*** Excerpted records ***

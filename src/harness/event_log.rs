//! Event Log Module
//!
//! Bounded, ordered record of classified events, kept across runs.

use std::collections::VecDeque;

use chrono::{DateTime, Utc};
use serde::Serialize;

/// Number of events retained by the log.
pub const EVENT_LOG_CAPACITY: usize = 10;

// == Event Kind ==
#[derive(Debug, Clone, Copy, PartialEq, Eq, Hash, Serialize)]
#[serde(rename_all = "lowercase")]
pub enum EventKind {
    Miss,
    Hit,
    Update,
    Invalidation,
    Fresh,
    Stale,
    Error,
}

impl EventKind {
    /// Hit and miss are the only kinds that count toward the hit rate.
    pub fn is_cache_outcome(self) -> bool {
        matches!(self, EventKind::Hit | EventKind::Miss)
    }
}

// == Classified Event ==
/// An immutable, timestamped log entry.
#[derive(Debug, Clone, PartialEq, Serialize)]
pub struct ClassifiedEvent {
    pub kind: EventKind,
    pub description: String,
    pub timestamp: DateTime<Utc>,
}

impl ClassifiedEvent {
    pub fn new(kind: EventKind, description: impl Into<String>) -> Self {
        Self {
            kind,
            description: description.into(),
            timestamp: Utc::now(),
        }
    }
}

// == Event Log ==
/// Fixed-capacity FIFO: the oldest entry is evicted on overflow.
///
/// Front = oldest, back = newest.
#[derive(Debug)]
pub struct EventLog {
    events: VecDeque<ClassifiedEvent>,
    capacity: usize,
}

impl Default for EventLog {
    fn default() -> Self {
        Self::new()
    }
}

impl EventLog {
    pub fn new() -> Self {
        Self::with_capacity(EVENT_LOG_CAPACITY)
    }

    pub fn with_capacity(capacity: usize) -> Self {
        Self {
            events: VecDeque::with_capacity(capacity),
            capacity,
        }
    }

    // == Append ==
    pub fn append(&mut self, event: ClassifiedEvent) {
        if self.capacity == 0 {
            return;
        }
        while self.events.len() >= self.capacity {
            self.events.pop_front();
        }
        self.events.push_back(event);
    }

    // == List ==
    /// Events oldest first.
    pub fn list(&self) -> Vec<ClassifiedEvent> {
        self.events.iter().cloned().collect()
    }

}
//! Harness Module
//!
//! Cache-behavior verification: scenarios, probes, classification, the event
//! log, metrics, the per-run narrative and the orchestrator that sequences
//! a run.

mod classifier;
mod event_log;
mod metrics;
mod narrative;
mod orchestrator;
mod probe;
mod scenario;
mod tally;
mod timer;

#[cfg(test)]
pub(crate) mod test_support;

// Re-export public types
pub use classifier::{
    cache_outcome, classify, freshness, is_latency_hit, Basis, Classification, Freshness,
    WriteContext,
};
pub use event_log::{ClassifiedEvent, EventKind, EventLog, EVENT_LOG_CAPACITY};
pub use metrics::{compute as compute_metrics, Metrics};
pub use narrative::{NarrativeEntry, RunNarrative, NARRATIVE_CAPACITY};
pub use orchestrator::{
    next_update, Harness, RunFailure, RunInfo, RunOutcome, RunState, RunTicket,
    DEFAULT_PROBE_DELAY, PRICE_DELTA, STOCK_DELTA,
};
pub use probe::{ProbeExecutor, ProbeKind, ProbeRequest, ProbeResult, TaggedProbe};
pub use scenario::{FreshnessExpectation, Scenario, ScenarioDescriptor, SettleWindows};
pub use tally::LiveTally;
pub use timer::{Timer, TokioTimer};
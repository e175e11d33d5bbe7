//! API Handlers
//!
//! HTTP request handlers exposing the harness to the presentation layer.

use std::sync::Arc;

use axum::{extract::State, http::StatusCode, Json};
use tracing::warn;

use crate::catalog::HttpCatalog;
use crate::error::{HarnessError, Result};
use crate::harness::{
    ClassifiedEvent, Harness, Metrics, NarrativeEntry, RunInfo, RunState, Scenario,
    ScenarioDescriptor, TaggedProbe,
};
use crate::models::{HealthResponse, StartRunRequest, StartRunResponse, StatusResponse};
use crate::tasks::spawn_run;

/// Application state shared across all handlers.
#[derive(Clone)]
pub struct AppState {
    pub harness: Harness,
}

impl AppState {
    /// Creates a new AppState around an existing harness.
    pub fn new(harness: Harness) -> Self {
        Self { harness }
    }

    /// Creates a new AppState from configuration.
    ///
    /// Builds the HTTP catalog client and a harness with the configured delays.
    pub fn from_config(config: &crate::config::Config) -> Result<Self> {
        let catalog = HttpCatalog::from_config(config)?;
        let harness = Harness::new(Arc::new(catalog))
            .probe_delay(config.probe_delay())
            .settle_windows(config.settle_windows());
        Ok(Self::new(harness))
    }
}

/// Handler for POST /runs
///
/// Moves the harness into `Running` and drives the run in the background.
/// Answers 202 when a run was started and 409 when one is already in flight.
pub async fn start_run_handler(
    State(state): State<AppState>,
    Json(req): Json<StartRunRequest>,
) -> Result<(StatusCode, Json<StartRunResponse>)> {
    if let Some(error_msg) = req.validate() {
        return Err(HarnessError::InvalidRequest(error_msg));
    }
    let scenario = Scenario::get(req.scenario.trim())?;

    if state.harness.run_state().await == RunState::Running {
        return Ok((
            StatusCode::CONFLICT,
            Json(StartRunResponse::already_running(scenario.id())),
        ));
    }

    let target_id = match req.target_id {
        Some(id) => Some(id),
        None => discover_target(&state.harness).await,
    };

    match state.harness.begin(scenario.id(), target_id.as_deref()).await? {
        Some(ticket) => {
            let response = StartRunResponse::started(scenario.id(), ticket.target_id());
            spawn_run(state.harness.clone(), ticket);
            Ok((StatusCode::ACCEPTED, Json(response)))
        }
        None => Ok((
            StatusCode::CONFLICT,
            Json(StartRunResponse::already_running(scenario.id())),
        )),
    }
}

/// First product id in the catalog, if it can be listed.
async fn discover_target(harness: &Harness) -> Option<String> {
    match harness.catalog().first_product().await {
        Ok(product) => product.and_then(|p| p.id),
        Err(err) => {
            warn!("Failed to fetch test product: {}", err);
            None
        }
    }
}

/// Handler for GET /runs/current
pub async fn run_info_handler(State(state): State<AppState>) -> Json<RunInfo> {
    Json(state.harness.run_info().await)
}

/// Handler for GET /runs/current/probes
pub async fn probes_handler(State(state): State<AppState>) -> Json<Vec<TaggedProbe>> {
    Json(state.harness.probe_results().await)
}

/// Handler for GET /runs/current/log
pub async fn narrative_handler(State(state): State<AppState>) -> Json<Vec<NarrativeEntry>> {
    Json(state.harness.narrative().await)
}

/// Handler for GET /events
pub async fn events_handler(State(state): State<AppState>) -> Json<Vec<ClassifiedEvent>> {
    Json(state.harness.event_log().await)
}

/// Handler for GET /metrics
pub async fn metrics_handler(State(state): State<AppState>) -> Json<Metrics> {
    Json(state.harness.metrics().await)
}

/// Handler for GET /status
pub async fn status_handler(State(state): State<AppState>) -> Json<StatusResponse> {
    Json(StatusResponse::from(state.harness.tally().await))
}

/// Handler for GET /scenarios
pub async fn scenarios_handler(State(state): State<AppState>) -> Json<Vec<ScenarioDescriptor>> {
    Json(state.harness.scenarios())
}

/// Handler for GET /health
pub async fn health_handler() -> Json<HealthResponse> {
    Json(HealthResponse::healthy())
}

*** End of Excerpted records ***
*** Excerpted records ***

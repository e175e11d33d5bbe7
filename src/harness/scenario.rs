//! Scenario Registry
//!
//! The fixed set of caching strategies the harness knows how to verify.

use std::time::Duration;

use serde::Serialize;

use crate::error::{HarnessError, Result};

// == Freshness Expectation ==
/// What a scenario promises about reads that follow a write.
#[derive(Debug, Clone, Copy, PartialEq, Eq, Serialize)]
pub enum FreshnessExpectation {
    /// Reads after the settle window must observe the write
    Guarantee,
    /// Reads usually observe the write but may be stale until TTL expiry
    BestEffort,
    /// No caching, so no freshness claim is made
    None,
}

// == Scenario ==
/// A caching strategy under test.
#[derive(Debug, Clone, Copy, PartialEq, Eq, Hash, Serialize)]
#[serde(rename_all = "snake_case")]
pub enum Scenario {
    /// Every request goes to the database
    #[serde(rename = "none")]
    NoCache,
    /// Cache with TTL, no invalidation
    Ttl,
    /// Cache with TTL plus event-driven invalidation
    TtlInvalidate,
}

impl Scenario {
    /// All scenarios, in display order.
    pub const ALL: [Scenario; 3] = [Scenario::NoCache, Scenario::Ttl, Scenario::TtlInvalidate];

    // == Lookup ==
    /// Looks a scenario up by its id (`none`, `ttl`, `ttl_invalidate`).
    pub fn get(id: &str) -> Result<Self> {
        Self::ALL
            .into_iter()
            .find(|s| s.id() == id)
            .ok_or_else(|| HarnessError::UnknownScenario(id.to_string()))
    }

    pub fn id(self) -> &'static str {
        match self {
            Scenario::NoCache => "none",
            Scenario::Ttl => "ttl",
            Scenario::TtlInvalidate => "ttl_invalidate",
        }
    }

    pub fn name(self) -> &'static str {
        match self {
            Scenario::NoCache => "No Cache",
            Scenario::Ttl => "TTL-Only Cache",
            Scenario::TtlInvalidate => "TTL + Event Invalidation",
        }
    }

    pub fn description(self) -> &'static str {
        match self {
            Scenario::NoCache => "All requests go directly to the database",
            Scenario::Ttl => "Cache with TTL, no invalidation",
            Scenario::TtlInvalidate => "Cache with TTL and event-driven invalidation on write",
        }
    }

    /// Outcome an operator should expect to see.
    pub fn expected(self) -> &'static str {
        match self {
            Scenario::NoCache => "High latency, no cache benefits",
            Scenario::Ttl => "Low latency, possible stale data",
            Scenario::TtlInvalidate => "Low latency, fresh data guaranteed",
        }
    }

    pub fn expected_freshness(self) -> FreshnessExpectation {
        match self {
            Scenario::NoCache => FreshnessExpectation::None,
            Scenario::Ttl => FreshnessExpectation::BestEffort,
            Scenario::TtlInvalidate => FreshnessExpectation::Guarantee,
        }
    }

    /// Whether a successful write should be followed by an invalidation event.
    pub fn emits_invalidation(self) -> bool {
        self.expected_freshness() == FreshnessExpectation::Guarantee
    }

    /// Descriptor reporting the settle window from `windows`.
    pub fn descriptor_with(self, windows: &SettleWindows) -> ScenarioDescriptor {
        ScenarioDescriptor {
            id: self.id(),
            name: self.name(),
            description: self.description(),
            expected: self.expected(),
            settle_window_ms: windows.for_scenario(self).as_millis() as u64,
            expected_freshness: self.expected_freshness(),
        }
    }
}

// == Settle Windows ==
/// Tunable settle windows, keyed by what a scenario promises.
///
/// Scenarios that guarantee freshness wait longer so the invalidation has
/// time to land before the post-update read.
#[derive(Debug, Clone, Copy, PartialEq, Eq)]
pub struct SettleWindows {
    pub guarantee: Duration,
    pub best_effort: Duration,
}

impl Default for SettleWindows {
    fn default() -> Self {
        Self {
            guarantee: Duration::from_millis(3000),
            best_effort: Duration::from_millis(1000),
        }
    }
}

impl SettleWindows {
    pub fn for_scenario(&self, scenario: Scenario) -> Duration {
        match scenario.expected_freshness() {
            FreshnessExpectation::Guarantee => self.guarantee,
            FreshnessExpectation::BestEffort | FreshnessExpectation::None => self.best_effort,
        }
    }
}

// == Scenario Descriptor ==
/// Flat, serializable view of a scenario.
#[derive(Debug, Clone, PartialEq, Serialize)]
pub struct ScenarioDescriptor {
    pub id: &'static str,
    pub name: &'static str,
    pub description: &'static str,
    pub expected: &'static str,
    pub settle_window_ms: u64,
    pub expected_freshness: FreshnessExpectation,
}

*** End of Excerpted records ***

Could you report how many lines of the listing contain the word "VecDeque"? Only the number is needed.

- _Answer for this exercise_
3